James J. Petitjean became the seventh assessor in the 125 years since Acadia Parish was created as he repeated his oath of office administered by Rayne City Judge Jim Cunningham.
As Petitjean raised his right hand, his wife, Lyn, lovingly clasped his left hand.
The 2 p.m. ceremony was held before a standing room only audience in the third floor courtroom of the Acadia Parish Courthouse.
Rev. Dr. James Proctor, at Petitjean’s request, offered the opening prayer in which he asked God to give Petitjean “wisdom to make wise and just decisions.”
Master of Ceremonies Joe Paris shared stories about Petitjean who served 12 years as recreation director before serving as mayor for the past 18 years.
He recounted how Petitjean as recreation director assisted in hosting a summer baseball tournament to benefit Paris’ high school.
When the committee raised concerns about perceived obstacles, Paris said Petitjean responded, “Any mess you can make, I can clean up.”
Of the new assessor, Paris said Petitjean will be a “quick study because Jim knows you.”
During his remarks, Petitjean talked about his late brother, Dr. Tom Petitjean, describing him as an orator. “Tom had a profound effect on me,” as he referred to his brother’s advice to him: “Don’t even talk down to people.”
Noting his father, Tommy died 13 days before his election, Petitjean spoke about how his father was telling him what to do while hospitalized.

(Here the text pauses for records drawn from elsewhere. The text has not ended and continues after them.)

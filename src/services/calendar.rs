//! Calendar context for date math
//!
//! Items expire on calendar dates; "now" is an instant. The calendar turns
//! instants into local dates and does the checked month/day arithmetic the
//! scheduler and dashboard need. Failed arithmetic (chrono range limits)
//! comes back as `None` so callers can drop the single entry.

use chrono::{DateTime, Datelike, Days, FixedOffset, Months, NaiveDate, Offset, Utc};

/// A fixed-offset calendar
#[derive(Debug, Clone, Copy, PartialEq, Eq)]
pub struct Calendar {
    offset: FixedOffset,
}

impl Calendar {
    pub fn new(offset: FixedOffset) -> Self {
        Self { offset }
    }

    /// Calendar at UTC+0
    pub fn utc() -> Self {
        Self { offset: Utc.fix() }
    }

    pub fn offset(&self) -> FixedOffset {
        self.offset
    }

    /// The local calendar date of an instant (its start of day)
    pub fn today(&self, now: DateTime<Utc>) -> NaiveDate {
        now.with_timezone(&self.offset).date_naive()
    }

    /// Whole days from `from` to `to` (negative if `to` is earlier)
    pub fn days_between(&self, from: NaiveDate, to: NaiveDate) -> i64 {
        (to - from).num_days()
    }

    /// First day of the month containing `date`
    pub fn start_of_month(&self, date: NaiveDate) -> NaiveDate {
        NaiveDate::from_ymd_opt(date.year(), date.month(), 1).unwrap_or(date)
    }

    /// `date` moved forward by whole months, clamping the day to month end
    pub fn add_months(&self, date: NaiveDate, months: u32) -> Option<NaiveDate> {
        date.checked_add_months(Months::new(months))
    }

    /// `date` moved back by `days`
    pub fn subtract_days(&self, date: NaiveDate, days: u64) -> Option<NaiveDate> {
        date.checked_sub_days(Days::new(days))
    }

    /// Local wall-clock instant at `hour`:00 on `date`
    pub fn at_hour(&self, date: NaiveDate, hour: u32) -> Option<DateTime<FixedOffset>> {
        date.and_hms_opt(hour, 0, 0)?
            .and_local_timezone(self.offset)
            .single()
    }
}

impl Default for Calendar {
    fn default() -> Self {
        Self::utc()
    }
}

#[cfg(test)]
mod tests {
    use super::*;
    use chrono::TimeZone;

    fn date(y: i32, m: u32, d: u32) -> NaiveDate {
        NaiveDate::from_ymd_opt(y, m, d).unwrap()
    }

    #[test]
    fn test_today_respects_offset() {
        let instant = Utc.with_ymd_and_hms(2024, 12, 31, 23, 30, 0).unwrap();
        assert_eq!(Calendar::utc().today(instant), date(2024, 12, 31));

        let tokyo = Calendar::new(FixedOffset::east_opt(9 * 3600).unwrap());
        assert_eq!(tokyo.today(instant), date(2025, 1, 1));
    }

    #[test]
    fn test_add_months_clamps_to_month_end() {
        let cal = Calendar::utc();
        assert_eq!(cal.add_months(date(2024, 1, 31), 1), Some(date(2024, 2, 29)));
        assert_eq!(cal.add_months(date(2024, 12, 15), 1), Some(date(2025, 1, 15)));
    }

    #[test]
    fn test_subtract_days_crosses_boundaries() {
        let cal = Calendar::utc();
        assert_eq!(cal.subtract_days(date(2024, 3, 1), 1), Some(date(2024, 2, 29)));
        assert_eq!(cal.subtract_days(date(2023, 3, 1), 1), Some(date(2023, 2, 28)));
        assert_eq!(cal.subtract_days(date(2025, 1, 1), 1), Some(date(2024, 12, 31)));
        assert_eq!(cal.subtract_days(NaiveDate::MIN, 1), None);
    }

    #[test]
    fn test_start_of_month() {
        assert_eq!(
            Calendar::utc().start_of_month(date(2024, 4, 10)),
            date(2024, 4, 1)
        );
    }

    #[test]
    fn test_at_hour() {
        let cal = Calendar::new(FixedOffset::east_opt(2 * 3600).unwrap());
        let fire = cal.at_hour(date(2024, 6, 1), 9).unwrap();
        assert_eq!(fire.with_timezone(&Utc), Utc.with_ymd_and_hms(2024, 6, 1, 7, 0, 0).unwrap());
        assert!(cal.at_hour(date(2024, 6, 1), 24).is_none());
    }
}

Talking about his last day as Rayne’s mayor as he cleaned out his office, Petitjean recounted how he discovered a videotape of his father’s funeral wedged behind a desk drawer and take the discovery as “a sign from God, a higher power.”
He also took time to thank his predecessor Ralph Stutes, Judge Cunningham, Tom Ed McHugh, LMA executive director and other city and parish officials in attendance. He also introduced Jeff Bourgeois as the new chief deputy parish assessor.

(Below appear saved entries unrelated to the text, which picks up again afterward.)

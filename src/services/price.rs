//! Canonical price text
//!
//! Renders amounts as `<currency><units>.<cents>` with no space and a period
//! as the decimal separator, and parses what users type into a price field.
//! Localized display is left to the presentation layer.

use crate::models::{Money, Price};

/// Formats and parses prices against a configured default currency
#[derive(Debug, Clone, PartialEq, Eq)]
pub struct PriceFormatter {
    default_currency: String,
}

impl PriceFormatter {
    pub fn new(default_currency: impl Into<String>) -> Self {
        Self {
            default_currency: default_currency.into(),
        }
    }

    pub fn default_currency(&self) -> &str {
        &self.default_currency
    }

    /// Resolve an optional currency tag, falling back to the default
    pub fn resolve_currency<'a>(&'a self, currency: Option<&'a str>) -> &'a str {
        match currency {
            Some(c) if !c.is_empty() => c,
            _ => &self.default_currency,
        }
    }

    /// Canonical text for an amount, e.g. `€12.50`
    ///
    /// Returns `None` when the amount is absent or negative.
    pub fn text(&self, amount: Option<Money>, currency: Option<&str>) -> Option<String> {
        let amount = amount.filter(|a| !a.is_negative())?;
        Some(amount.format_with_symbol(self.resolve_currency(currency)))
    }

    /// Canonical text for an item's price
    pub fn price_text(&self, price: Option<&Price>) -> Option<String> {
        let price = price?;
        self.text(Some(price.amount), price.currency.as_deref())
    }

    /// Parse a user-entered amount
    ///
    /// Accepts either `.` or `,` as the decimal separator and rounds to the
    /// nearest cent. Empty, non-numeric, non-finite and negative input all
    /// yield `None`.
    pub fn parse_amount(text: &str) -> Option<Money> {
        let trimmed = text.trim();
        if trimmed.is_empty() {
            return None;
        }
        let value: f64 = trimmed.replace(',', ".").parse().ok()?;
        if value < 0.0 {
            return None;
        }
        Money::from_major(value)
    }
}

“I hope I make you proud,” he said, as he assumed his new elective office. “I have always had a fondness of the people of this parish” because “they absolutely care for one another.”
Petitjean promised he would foster a great sense of cooperative spirit, explaining, “I want everybody to win and share the wealth.”
The ceremony was followed by a reception held across the hall in the Police Jury meeting room.